La Cour suprême du Sénégal a suspendu l’arrêté ministériel qui ordonnait la cessation des activités de plusieurs médias, marquant une victoire majeure pour la liberté de la presse. Selon les patrons de presse, cette décision éclaire les dérives autoritaires du pouvoir en place et relance l’appel pressant à la sauvegarde d’un pilier essentiel de la démocratie.
La décision est tombée comme un revers cuisant pour le gouvernement. Par son ordonnance 16/2025, rendue le 12 juin et notifiée le 16, la Cour suprême du Sénégal a suspendu l’arrêté n°0011059/MCTN du ministre de la Communication, des Télécommunications et du Numérique, en date du 22 avril 2025. Cet acte ministériel portant cessation de diffusion, de parution et de publication de plusieurs organes de presse, parmi lesquels ceux de la journaliste Aïssatou Diop Fall : Public Sentv, le quotidien Le Public et le site public.sn.
Saisi en référé, le juge a estimé que l’arrêté ministériel portait une atteinte grave et manifestement illégale aux libertés fondamentales, notamment à la liberté d’expression et à celle de la presse.
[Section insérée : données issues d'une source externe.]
impl Verifier {
    /// Create a verifier.
    pub fn new(config: VerifierConfig) -> Self {
        Self {
            config,
            comparator: DriftValidator::new(
                DriftConfig::new().type_tolerance(TypeTolerance::Strict),
            ),
            clock: Arc::new(SystemClock),
        }
    }

    /// Use a different clock for timestamps.
    pub fn with_clock(mut self, clock: Arc<dyn Clock>) -> Self {
        self.clock = clock;
        self
    }

    /// The verifier's configuration.
    pub fn config(&self) -> &VerifierConfig {
        &self.config
    }

    /// Run every enabled step, probing integrity over `conn`.
    pub async fn verify_migration(
        &self,
        ctx: &VerificationContext,
        conn: &mut dyn Connection,
    ) -> GuardResult<VerificationResult> {
        self.run(ctx, Some(conn)).await
    }

    /// Run every enabled step that needs no database.
    pub async fn verify_offline(&self, ctx: &VerificationContext) -> GuardResult<VerificationResult> {
        self.run(ctx, None).await
    }

    async fn run(
        &self,
        ctx: &VerificationContext,
        conn: Option<&mut dyn Connection>,
    ) -> GuardResult<VerificationResult> {
        let started = Instant::now();

        let checksum_validation = if self.config.checksum_validation {
            self.validate_checksum(ctx)?
        } else {
            StepResult::skipped()
        };

        let schema_comparison = if self.config.schema_comparison {
            self.compare_schemas(ctx)?
        } else {
            StepResult::skipped()
        };

        let data_integrity_check = match conn {
            Some(conn) if self.config.data_integrity_check => {
                self.check_integrity(&ctx.after, conn).await?
            }
            _ => StepResult::skipped(),
        };

        let rollback_validation = if self.config.rollback_validation {
            validate_rollback_triggers(&ctx.rollback_triggers)
        } else {
            StepResult::skipped()
        };

        let performance_baseline = match (&ctx.baseline, &ctx.current) {
            (Some(baseline), Some(current)) if self.config.performance_baseline => {
                compare_performance(baseline, current, self.config.regression_threshold_pct)
            }
            _ => StepResult::skipped(),
        };

        let mut result = VerificationResult {
            checksum_validation,
            schema_comparison,
            data_integrity_check,
            rollback_validation,
            performance_baseline,
            overall: OverallStatus::Passed,
            verified_at: self.clock.now(),
            duration_ms: started.elapsed().as_millis() as u64,
        };
        result.overall = derive_overall(&result.statuses());

        info!(
            overall = %result.overall,
            checksum = %result.checksum_validation.status,
            schema = %result.schema_comparison.status,
            integrity = %result.data_integrity_check.status,
            rollback = %result.rollback_validation.status,
            performance = %result.performance_baseline.status,
            "Verification finished"
        );
        Ok(result)
    }

    fn degrade<T>(&self, step: &str, err: GuardError) -> GuardResult<StepResult<T>> {
        if self.config.strict {
            return Err(err);
        }
        warn!(step, error = %err, "Verification step could not run");
        Ok(StepResult::errored(&err))
    }

    fn validate_checksum(&self, ctx: &VerificationContext) -> GuardResult<StepResult<ChecksumDetails>> {
        let actual = match ctx.after.checksum() {
            Ok(checksum) => checksum,
            Err(err) => return self.degrade("checksum_validation", err),
        };

        let Some(expected) = ctx.expected_checksum.clone() else {
            return Ok(StepResult::new(
                StepStatus::Skipped,
                ChecksumDetails {
                    expected: None,
                    actual,
                },
            ));
        };

        if expected == actual {
            return Ok(StepResult::new(
                StepStatus::Passed,
                ChecksumDetails {
                    expected: Some(expected),
                    actual,
                },
            ));
        }

        if self.config.strict {
            return Err(GuardError::ChecksumMismatch { expected, actual });
        }
        warn!(expected = %expected, actual = %actual, "Checksum mismatch");
        Ok(StepResult::new(
            StepStatus::Failed,
            ChecksumDetails {
                expected: Some(expected),
                actual,
            },
        ))
    }

    fn compare_schemas(&self, ctx: &VerificationContext) -> GuardResult<StepResult<SchemaChanges>> {
        let report = match self.comparator.detect(&ctx.before, &ctx.after) {
            Ok(report) => report,
            Err(err) => return self.degrade("schema_comparison", err),
        };

        let changes = schema_changes(report.differences);
        let status = if changes.is_empty() {
            StepStatus::NoChanges
        } else {
            StepStatus::ChangesDetected
        };
        Ok(StepResult::new(status, changes))
    }

    async fn check_integrity(
        &self,
        snapshot: &SchemaSnapshot,
        conn: &mut dyn Connection,
    ) -> GuardResult<StepResult<IntegrityReport>> {
        let probes = integrity_probes(snapshot);
        if probes.is_empty() {
            return Ok(StepResult::new(StepStatus::Passed, IntegrityReport::default()));
        }

        let violations = match self.run_probes(&probes, conn).await {
            Ok(violations) => violations,
            Err(err) => return self.degrade("data_integrity_check", err),
        };

        if violations.is_empty() {
            return Ok(StepResult::new(
                StepStatus::Passed,
                IntegrityReport {
                    checks_run: probes.len(),
                    violations,
                },
            ));
        }
        if self.config.strict {
            return Err(GuardError::IntegrityViolations { violations });
        }
        warn!(violations = violations.len(), "Integrity violations found");
        Ok(StepResult::new(
            StepStatus::Failed,
            IntegrityReport {
                checks_run: probes.len(),
                violations,
            },
        ))
    }

    async fn run_probes(
        &self,
        probes: &[IntegrityProbe],
        conn: &mut dyn Connection,
    ) -> GuardResult<Vec<IntegrityViolation>> {
        let timeout = Duration::from_millis(self.config.probe_timeout_ms);
        let options = TransactionOptions::new().read_only().statement_timeout(timeout);

        conn.begin(&options).await?;
        let result = run_probes_in(probes, conn, &options, timeout).await;
        if let Err(err) = conn.rollback().await {
            warn!(error = %err, "Failed to close integrity probe transaction");
        }
        result
    }
}
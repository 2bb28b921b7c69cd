//! Configuration file support.
//!
//! Every section and every field has a default, so an empty file is valid:
//!
//! ```toml
//! [drift]
//! strict_mode = true
//! type_tolerance = "compatible"
//!
//! [planner]
//! lock_scope = "per_relation"
//!
//! [risk]
//! default_weight = 30.0
//!
//! [risk.weights]
//! DROP_TABLE = 95.0
//!
//! [executor]
//! isolation = "read_committed"
//! lock_timeout_ms = 5000
//!
//! [executor.retry]
//! max_retries = 5
//!
//! [verifier]
//! strict = true
//! probe_timeout_ms = 10000
//! ```

use std::path::Path;

use serde::{Deserialize, Serialize};
use tracing::debug;

use crate::drift::DriftConfig;
use crate::error::{GuardError, GuardResult};
use crate::plan::PlannerConfig;
use crate::risk::RiskConfig;
use crate::transaction::ExecutorConfig;
use crate::verify::VerifierConfig;

/// Settings for every component.
#[derive(Debug, Clone, Default, PartialEq, Serialize, Deserialize)]
#[serde(default)]
pub struct ShieldConfig {
    /// `[drift]`
    pub drift: DriftConfig,
    /// `[planner]`
    pub planner: PlannerConfig,
    /// `[risk]`
    pub risk: RiskConfig,
    /// `[executor]`
    pub executor: ExecutorConfig,
    /// `[verifier]`
    pub verifier: VerifierConfig,
}

impl ShieldConfig {
    /// Create the default configuration.
    pub fn new() -> Self {
        Self::default()
    }

    /// Parse and validate TOML.
    pub fn from_toml_str(content: &str) -> GuardResult<Self> {
        let config: Self = toml::from_str(content)?;
        config.validate()?;
        Ok(config)
    }

    /// Load from a file. A missing file yields the defaults.
    pub async fn load(path: impl AsRef<Path>) -> GuardResult<Self> {
        let path = path.as_ref();

        if !tokio::fs::try_exists(path).await? {
            debug!(path = %path.display(), "No configuration file, using defaults");
            return Ok(Self::default());
        }

        let content = tokio::fs::read_to_string(path).await?;
        let config = Self::from_toml_str(&content)?;
        debug!(path = %path.display(), "Loaded configuration");
        Ok(config)
    }

    /// Render as TOML.
    pub fn to_toml_string(&self) -> GuardResult<String> {
        toml::to_string_pretty(self)
            .map_err(|e| GuardError::config(format!("failed to serialize configuration: {e}")))
    }

    /// Reject nonsensical values.
    pub fn validate(&self) -> GuardResult<()> {
        self.risk.validate()?;
        self.executor.validate()?;
        self.verifier.validate()?;
        Ok(())
    }

    /// Set the drift section.
    pub fn drift(mut self, drift: DriftConfig) -> Self {
        self.drift = drift;
        self
    }

    /// Set the planner section.
    pub fn planner(mut self, planner: PlannerConfig) -> Self {
        self.planner = planner;
        self
    }

    /// Set the risk section.
    pub fn risk(mut self, risk: RiskConfig) -> Self {
        self.risk = risk;
        self
    }

    /// Set the executor section.
    pub fn executor(mut self, executor: ExecutorConfig) -> Self {
        self.executor = executor;
        self
    }

    /// Set the verifier section.
    pub fn verifier(mut self, verifier: VerifierConfig) -> Self {
        self.verifier = verifier;
        self
    }
}

#[cfg(test)]
mod tests {
    use super::*;
    use crate::drift::TypeTolerance;
    use crate::plan::LockScope;
    use crate::transaction::IsolationLevel;
    use pretty_assertions::assert_eq;

    #[test]
    fn test_empty_file_is_default() {
        assert_eq!(ShieldConfig::from_toml_str("").unwrap(), ShieldConfig::default());
    }

    #[test]
    fn test_parse_sections() {
        let config = ShieldConfig::from_toml_str(
            r#"
            [drift]
            strict_mode = true
            type_tolerance = "loose"

            [planner]
            lock_scope = "per_relation"

            [risk.weights]
            DROP_TABLE = 95.0

            [executor]
            isolation = "serializable"
            max_savepoints = 8
            lock_timeout_ms = 5000

            [executor.retry]
            max_retries = 5
            jitter = false

            [verifier]
            strict = true
            regression_threshold_pct = 25.0
            "#,
        )
        .unwrap();

        assert!(config.drift.strict_mode);
        assert_eq!(config.drift.type_tolerance, TypeTolerance::Loose);
        assert_eq!(config.planner.lock_scope, LockScope::PerRelation);
        assert_eq!(config.risk.weights.get("DROP_TABLE"), Some(&95.0));
        assert_eq!(config.executor.isolation, IsolationLevel::Serializable);
        assert_eq!(config.executor.max_savepoints, 8);
        assert_eq!(config.executor.lock_timeout_ms, Some(5000));
        assert_eq!(config.executor.retry.max_retries, 5);
        assert_eq!(config.executor.retry.base_delay_ms, 100);
        assert!(!config.executor.retry.jitter);
        assert!(config.verifier.strict);
        assert_eq!(config.verifier.regression_threshold_pct, 25.0);
        assert_eq!(config.verifier.probe_timeout_ms, 30_000);
    }

    #[test]
    fn test_rejects_invalid_values() {
        assert!(ShieldConfig::from_toml_str("[executor]\nmax_savepoints = 0").is_err());
        assert!(ShieldConfig::from_toml_str("[executor]\nmax_savepoints = 64").is_err());
        assert!(ShieldConfig::from_toml_str("[verifier]\nregression_threshold_pct = -5.0").is_err());
        assert!(ShieldConfig::from_toml_str("[risk.weights]\nNOT_A_KIND = 1.0").is_err());
        assert!(
            ShieldConfig::from_toml_str(
                "[executor.retry]\nbase_delay_ms = 500\nmax_delay_ms = 100"
            )
            .is_err()
        );
    }

    #[test]
    fn test_malformed_toml_is_config_error() {
        let err = ShieldConfig::from_toml_str("[executor").unwrap_err();
        assert!(matches!(err, GuardError::Config(_)));
    }

    #[tokio::test]
    async fn test_load_missing_file_uses_defaults() {
        let dir = tempfile::tempdir().unwrap();
        let config = ShieldConfig::load(dir.path().join("pgshield.toml")).await.unwrap();
        assert_eq!(config, ShieldConfig::default());
    }

    #[tokio::test]
    async fn test_load_round_trip() {
        let dir = tempfile::tempdir().unwrap();
        let path = dir.path().join("pgshield.toml");
        let config = ShieldConfig::new()
            .planner(PlannerConfig::new().lock_scope(LockScope::PerRelation))
            .verifier(VerifierConfig::new().strict(true));
        tokio::fs::write(&path, config.to_toml_string().unwrap())
            .await
            .unwrap();

        assert_eq!(ShieldConfig::load(&path).await.unwrap(), config);
    }
}
//! Integration tests for the planning guarantees.
//!
//! These tests check properties that must hold across modules: drift
//! detection is symmetric, the lock matrix is symmetric, and batching is
//! deterministic and never groups conflicting or dependent operations.

use chrono::Utc;
use pgshield::{
    ColumnDef, DifferenceKind, Directive, LockLevel, LockScope, Operation, OverallStatus,
    Planner, PlannerConfig, RiskConfig, RiskContext, SchemaSnapshot, StepStatus, TableDef,
    are_locks_compatible, batch_operations, batch_operations_with_scope, derive_overall,
    detect_drift,
};
use pretty_assertions::assert_eq;

fn users() -> TableDef {
    TableDef::new("users")
        .column(ColumnDef::new("id", "integer").directive(Directive::primary_key()))
        .column(ColumnDef::new("email", "text").directive(Directive::unique()))
}

fn orders() -> TableDef {
    TableDef::new("orders")
        .column(ColumnDef::new("id", "integer").directive(Directive::primary_key()))
        .column(
            ColumnDef::new("user_id", "integer").directive(Directive::foreign_key("users.id")),
        )
}

fn mirrored(kind: DifferenceKind) -> DifferenceKind {
    match kind {
        DifferenceKind::MissingTable => DifferenceKind::ExtraTable,
        DifferenceKind::ExtraTable => DifferenceKind::MissingTable,
        DifferenceKind::MissingField => DifferenceKind::ExtraField,
        DifferenceKind::ExtraField => DifferenceKind::MissingField,
        DifferenceKind::MissingDirective => DifferenceKind::ExtraDirective,
        DifferenceKind::ExtraDirective => DifferenceKind::MissingDirective,
        other => other,
    }
}

/// Swapping expected and actual swaps every missing/extra pair.
#[test]
fn test_drift_is_symmetric() {
    let expected = SchemaSnapshot::new(Utc::now())
        .with_table(users().column(ColumnDef::new("bio", "text").nullable(true)))
        .with_table(orders());
    let actual = SchemaSnapshot::new(Utc::now())
        .with_table(users())
        .with_table(TableDef::new("audit_log").column(ColumnDef::new("id", "integer")));

    let forward = detect_drift(&expected, &actual).unwrap();
    let backward = detect_drift(&actual, &expected).unwrap();

    let mut forward_keys: Vec<_> = forward
        .differences
        .iter()
        .map(|d| (mirrored(d.kind), d.table.clone(), d.column.clone()))
        .collect();
    let mut backward_keys: Vec<_> = backward
        .differences
        .iter()
        .map(|d| (d.kind, d.table.clone(), d.column.clone()))
        .collect();
    forward_keys.sort_by_key(|k| format!("{:?}", k));
    backward_keys.sort_by_key(|k| format!("{:?}", k));

    assert_eq!(forward_keys, backward_keys);
    assert!(forward
        .differences
        .iter()
        .any(|d| d.kind == DifferenceKind::MissingTable && d.table == "orders"));
}

#[test]
fn test_identical_snapshots_have_no_drift() {
    let snapshot = SchemaSnapshot::new(Utc::now()).with_table(users()).with_table(orders());
    let report = detect_drift(&snapshot, &snapshot.clone()).unwrap();
    assert!(!report.has_drift());
    assert_eq!(report.risk_score, 0);
}

/// All 64 ordered pairs of lock levels agree with their mirror.
#[test]
fn test_lock_compatibility_is_symmetric() {
    let mut pairs = 0;
    for a in LockLevel::ALL {
        for b in LockLevel::ALL {
            assert_eq!(
                are_locks_compatible(&[a, b]),
                are_locks_compatible(&[b, a]),
                "{:?} vs {:?}",
                a,
                b
            );
            pairs += 1;
        }
    }
    assert_eq!(pairs, 64);
    assert!(!are_locks_compatible(&[LockLevel::AccessShare, LockLevel::AccessExclusive]));
    assert!(are_locks_compatible(&[LockLevel::RowExclusive, LockLevel::RowExclusive]));
}

fn mixed_operations() -> Vec<Operation> {
    vec![
        Operation::create_index("users", "idx_users_email", vec!["email".into()], true),
        Operation::add_column("orders", ColumnDef::new("total", "numeric").nullable(true)),
        Operation::create_table("orders", vec![ColumnDef::new("id", "integer")]),
        Operation::drop_column("users", "legacy"),
        Operation::create_index("orders", "idx_orders_total", vec!["total".into()], false),
    ]
}

#[test]
fn test_batching_is_deterministic() {
    let first = batch_operations(&mixed_operations()).unwrap();
    for _ in 0..10 {
        assert_eq!(batch_operations(&mixed_operations()).unwrap(), first);
    }
}

#[test]
fn test_batches_are_lock_compatible_in_both_scopes() {
    for scope in [LockScope::Global, LockScope::PerRelation] {
        let batches = batch_operations_with_scope(&mixed_operations(), scope).unwrap();
        let total: usize = batches.iter().map(|b| b.len()).sum();
        assert_eq!(total, mixed_operations().len());

        for batch in &batches {
            assert!(batch.is_lock_compatible(scope), "batch {} in {:?}", batch.index, scope);
            if !batch.transactional {
                assert_eq!(batch.len(), 1);
            }
        }
    }
}

#[test]
fn test_create_table_precedes_add_column() {
    let batches = batch_operations(&mixed_operations()).unwrap();
    let position = |pred: &dyn Fn(&Operation) -> bool| {
        batches
            .iter()
            .position(|b| b.operations.iter().any(|op| pred(op)))
            .unwrap()
    };

    let create = position(&|op| matches!(op, Operation::CreateTable { table, .. } if table == "orders"));
    let add = position(&|op| {
        matches!(op, Operation::AlterTableAddColumn { table, .. } if table == "orders")
    });
    let index = position(&|op| matches!(op, Operation::CreateIndex { table, .. } if table == "orders"));

    assert!(create < add);
    assert!(add < index);
}

#[test]
fn test_plan_carries_risk() {
    let plan = Planner::new(PlannerConfig::new(), RiskConfig::default())
        .plan(&mixed_operations(), &RiskContext::default())
        .unwrap();
    assert_eq!(plan.operation_count(), 5);
    assert!(plan.risk.has_access_exclusive);
    assert!(plan.risk.score > 0.0 && plan.risk.score <= 100.0);
}

#[test]
fn test_overall_status_combinations() {
    use StepStatus::*;
    let cases = [
        (vec![Passed, Passed, Passed, Passed, Passed], OverallStatus::Passed),
        (vec![Passed, NoChanges, Skipped, Skipped, Passed], OverallStatus::Passed),
        (vec![Passed, ChangesDetected, Passed, Skipped, Skipped], OverallStatus::Partial),
        (vec![Passed, NoChanges, Passed, Skipped, Warning], OverallStatus::Partial),
        (vec![Failed, ChangesDetected, Passed, Skipped, Warning], OverallStatus::Failed),
        (vec![Failed, Error, Passed, Passed, Passed], OverallStatus::Error),
    ];
    for (statuses, expected) in cases {
        assert_eq!(derive_overall(&statuses), expected, "{:?}", statuses);
    }
}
Le Conseil des éditeurs et diffuseurs de pressse au Sénégal (Cedps) se réjouit de la décision et s’en prend à l’Etat.
Un climat de guerre froide entre pouvoir et presse
Depuis l’arrivée au pouvoir de Diomaye Diakhar Faye, regrettent les patrons de presse, la presse privée sénégalaise vit sous pression. En 15 mois, les mesures se sont accumulées : suppression de l’effacement fiscal jadis accordé aux médias, non-paiement des créances dues par l’État, résiliation unilatérale de contrats de publicité, gel des subventions publiques pour 2024 et 2025, hausse des coûts de diffusion sur la TNT… Résultat : plusieurs chaînes privées ont dû suspendre leur signal.
À cela s’est ajoutée une tentative inédite de remise en cause de l’existence légale de certains médias par un arrêté ministériel désormais suspendu qui entendait interdire les publications non répertoriées sur une liste gouvernementale, en violation flagrante du Code de la presse.
Des conséquences humaines et sociales alarmantes
La situation économique des entreprises de presse devient chaque jour plus précaire. En cessation de paiement pour certaines, menacées de liquidation judiciaire pour d'autres, elles cumulent les dettes : impôts, redevances, cotisations sociales, salaires impayés. Des centaines de travailleurs des médias ont perdu leur emploi, d’autres survivent avec plusieurs mois d’arriérés de salaires, sans sécurité sociale, ni couverture médicale.
Le climat est tendu dans les rédactions : des grèves sont annoncées, les collectifs de journalistes s’organisent, et la défiance s’installe durablement dans les rapports avec les autorités.
Un sursaut démocratique attendu
Les patrons de presse de rappeler que l’État de droit n’est pas un slogan, mais une réalité à faire vivre par des institutions fortes et indépendantes. Mamadou Ibra Kane et Cie d’embrayer que la liberté de la presse n’est pas une faveur accordée par le pouvoir, c’est un droit fondamental, inscrit dans la Constitution et reconnu par les conventions internationales. La renforcer, c’est consolider la paix sociale et le développement économique. L’affaiblir, c’est risquer de basculer dans l’arbitraire et l’instabilité.